Stored items
>>>>>
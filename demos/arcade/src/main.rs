// Copyright 2025 eraflo
//
// Licensed under the Apache License, Version 2.0 (the "License");
// you may not use this file except in compliance with the License.
// You may obtain a copy of the License at
//
//     http://www.apache.org/licenses/LICENSE-2.0
//
// Unless required by applicable law or agreed to in writing, software
// distributed under the License is distributed on an "AS IS" BASIS,
// WITHOUT WARRANTIES OR CONDITIONS OF ANY KIND, either express or implied.
// See the License for the specific language governing permissions and
// limitations under the License.

//! A small arcade loop wired through the bus.
//!
//! Game state publishes score changes, the HUD and achievements listen,
//! stat modifiers are gathered by request, and background loaders running on
//! a tokio runtime hand their results back through the main-thread relay.

use anyhow::Result;
use beacon_core::{handlers, provides, topic, Bus, BusConfig};
use std::any::Any;
use std::cell::Cell;
use std::rc::Rc;
use std::time::Duration;

const LEVELS: [&str; 3] = ["meadow", "caves", "castle"];

#[derive(Debug, Clone, Copy, PartialEq, Eq)]
enum Stat {
    Strength,
    Speed,
}

/// The player, and the sender of every score event.
struct Player {
    name: &'static str,
    score: Cell<i32>,
}

impl Player {
    fn add_points(&self, bus: &Bus, points: i32) {
        let score = self.score.get() + points;
        self.score.set(score);
        bus.publish("score.changed", self, (score, points));
    }

    fn stat(&self, bus: &Bus, stat: Stat) -> i32 {
        let base = 10;
        base + bus
            .request_all::<i32>("stat.modifiers", self, (stat,))
            .into_iter()
            .sum::<i32>()
    }
}

struct Hud {
    shown: Cell<i32>,
}

#[handlers]
impl Hud {
    #[topic("score.changed", priority = 5)]
    fn on_score(&self, sender: &dyn Any, score: i32) {
        self.shown.set(score);
        if let Some(player) = sender.downcast_ref::<Player>() {
            log::info!("HUD: {} has {score} points", player.name);
        }
    }

    #[topic("level.loaded")]
    fn on_level(&self, _sender: &dyn Any, level: &'static str) {
        log::info!("HUD: entering {level}");
    }
}

struct Achievements {
    unlocked: Cell<bool>,
}

#[handlers]
impl Achievements {
    #[topic("score.changed")]
    fn on_score(&self, _sender: &dyn Any, score: i32) {
        if score >= 100 && !self.unlocked.replace(true) {
            log::info!("Achievement unlocked: centurion");
        }
    }
}

struct Boots {
    bonus: i32,
}

#[handlers]
impl Boots {
    #[provides("stat.modifiers", priority = 2)]
    fn modifier(&self, _requester: &dyn Any, stat: Stat) -> Option<i32> {
        (stat == Stat::Speed).then_some(self.bonus)
    }
}

#[provides("stat.modifiers")]
fn training(_requester: &dyn Any, _stat: Stat) -> i32 {
    1
}

#[topic("score.changed", priority = -1)]
fn audit(_sender: &dyn Any, score: i32, points: i32) {
    log::debug!("audit: +{points} -> {score}");
}

fn main() -> Result<()> {
    use env_logger::{Builder, Env};

    Builder::from_env(Env::default().default_filter_or("info")).init();

    let bus = Bus::new(BusConfig::default());
    bus.register_static_handlers();

    let hud = Rc::new(Hud {
        shown: Cell::new(0),
    });
    let achievements = Rc::new(Achievements {
        unlocked: Cell::new(false),
    });
    let boots = Rc::new(Boots { bonus: 3 });
    let _hud = bus.register_instance(&hud);
    let _achievements = bus.register_instance(&achievements);
    let boots_registration = bus.register_instance(&boots);

    // Background loaders: each finishes on a worker thread and relays the
    // announcement to the thread that owns the bus.
    let runtime = tokio::runtime::Builder::new_multi_thread()
        .worker_threads(2)
        .enable_time()
        .build()?;
    for (index, level) in LEVELS.into_iter().enumerate() {
        let relay = bus.relay_handle();
        runtime.spawn(async move {
            tokio::time::sleep(Duration::from_millis(20 * (index as u64 + 1))).await;
            relay.enqueue(move |bus: &Bus| bus.publish("level.loaded", &(), (level,)));
        });
    }

    let player = Player {
        name: "ada",
        score: Cell::new(0),
    };
    log::info!(
        "{}: strength {}, speed {}",
        player.name,
        player.stat(&bus, Stat::Strength),
        player.stat(&bus, Stat::Speed)
    );

    let mut levels_seen = 0;
    for frame in 0..30 {
        levels_seen += bus.drain_tick();
        if frame % 3 == 0 {
            player.add_points(&bus, 15);
        }
        if levels_seen == LEVELS.len() && frame >= 10 {
            break;
        }
        std::thread::sleep(Duration::from_millis(10));
    }

    // Unequipping drops the boots' modifier.
    boots_registration.release();
    log::info!("{}: speed without boots {}", player.name, player.stat(&bus, Stat::Speed));

    log::info!(
        "HUD shows {} points; {:?}",
        hud.shown.get(),
        bus.stats()
    );
    runtime.shutdown_timeout(Duration::from_millis(100));
    bus.shutdown();
    Ok(())
}
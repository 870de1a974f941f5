// Copyright 2025 eraflo
//
// Licensed under the Apache License, Version 2.0 (the "License");
// you may not use this file except in compliance with the License.
// You may obtain a copy of the License at
//
//     http://www.apache.org/licenses/LICENSE-2.0
//
// Unless required by applicable law or agreed to in writing, software
// distributed under the License is distributed on an "AS IS" BASIS,
// WITHOUT WARRANTIES OR CONDITIONS OF ANY KIND, either express or implied.
// See the License for the specific language governing permissions and
// limitations under the License.

//! Declared "assignable to" relations between payload types.
//!
//! Rust values carry no runtime subtype information, so the bus keeps an
//! explicit table of conversions from a source type to a target type. The
//! resolver consults it when no payload element has the exact parameter type,
//! and the request dispatcher consults it when a reply is not exactly the
//! requested type.

use crate::payload::Arg;
use std::any::TypeId;
use std::collections::HashMap;
use std::rc::Rc;

type Convert = Rc<dyn Fn(&Arg) -> Option<Arg>>;

/// A table of `Sub -> Super` conversions keyed by the pair of [`TypeId`]s.
///
/// Relations are direct: declaring `A -> B` and `B -> C` does not make `A`
/// assignable to `C`.
#[derive(Default, Clone)]
pub struct TypeRelations {
    edges: HashMap<(TypeId, TypeId), Convert>,
}

impl TypeRelations {
    /// Creates an empty table.
    pub fn new() -> Self {
        Self::default()
    }

    /// Declares that a `Sub` may be bound wherever a `Super` is expected,
    /// using `convert` to produce the `Super` value.
    ///
    /// A later declaration for the same pair replaces the earlier one.
    pub fn declare<Sub, Super, F>(&mut self, convert: F)
    where
        Sub: 'static,
        Super: 'static,
        F: Fn(&Sub) -> Super + 'static,
    {
        let key = (TypeId::of::<Sub>(), TypeId::of::<Super>());
        let convert: Convert = Rc::new(move |arg: &Arg| {
            arg.downcast_ref::<Sub>().map(|sub| Arg::new(convert(sub)))
        });
        if self.edges.insert(key, convert).is_some() {
            log::debug!(
                "Replaced relation {} -> {}",
                std::any::type_name::<Sub>(),
                std::any::type_name::<Super>()
            );
        }
    }

    /// Returns `true` if a conversion from `from` to `to` has been declared.
    pub fn is_assignable(&self, from: TypeId, to: TypeId) -> bool {
        self.edges.contains_key(&(from, to))
    }

    /// Converts `arg` into a value of the type identified by `to`, if a
    /// relation exists.
    pub fn convert(&self, arg: &Arg, to: TypeId) -> Option<Arg> {
        self.edges.get(&(arg.type_id(), to)).and_then(|convert| convert(arg))
    }

    /// Number of declared relations.
    pub fn len(&self) -> usize {
        self.edges.len()
    }

    /// Returns `true` if no relation has been declared.
    pub fn is_empty(&self) -> bool {
        self.edges.is_empty()
    }
}

#[cfg(test)]
mod tests {
    use super::*;

    trait Shape {
        fn sides(&self) -> u32;
    }

    struct Square;
    impl Shape for Square {
        fn sides(&self) -> u32 {
            4
        }
    }

    #[test]
    fn declared_relation_converts() {
        let mut relations = TypeRelations::new();
        relations.declare::<Rc<Square>, Rc<dyn Shape>, _>(|s| s.clone() as Rc<dyn Shape>);

        let arg = Arg::new(Rc::new(Square));
        let target = TypeId::of::<Rc<dyn Shape>>();
        assert!(relations.is_assignable(arg.type_id(), target));

        let converted = relations.convert(&arg, target).expect("relation should apply");
        let shape = converted.downcast_ref::<Rc<dyn Shape>>().unwrap();
        assert_eq!(shape.sides(), 4);
    }

    #[test]
    fn relations_are_not_transitive() {
        let mut relations = TypeRelations::new();
        relations.declare::<u8, u16, _>(|v| u16::from(*v));
        relations.declare::<u16, u32, _>(|v| u32::from(*v));

        assert!(relations.convert(&Arg::new(1_u8), TypeId::of::<u32>()).is_none());
        assert_eq!(relations.len(), 2);
    }

    #[test]
    fn redeclaring_replaces() {
        let mut relations = TypeRelations::new();
        relations.declare::<u8, u32, _>(|v| u32::from(*v));
        relations.declare::<u8, u32, _>(|v| u32::from(*v) * 10);

        let out = relations.convert(&Arg::new(2_u8), TypeId::of::<u32>()).unwrap();
        assert_eq!(out.downcast_ref::<u32>(), Some(&20));
        assert_eq!(relations.len(), 1);
    }
}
<<<<<
WHAT NEEDS TO BE DONE: The word "runtime" appears in some lines of the records. Please work out how many and reply with that number only.

OUTPUT: 5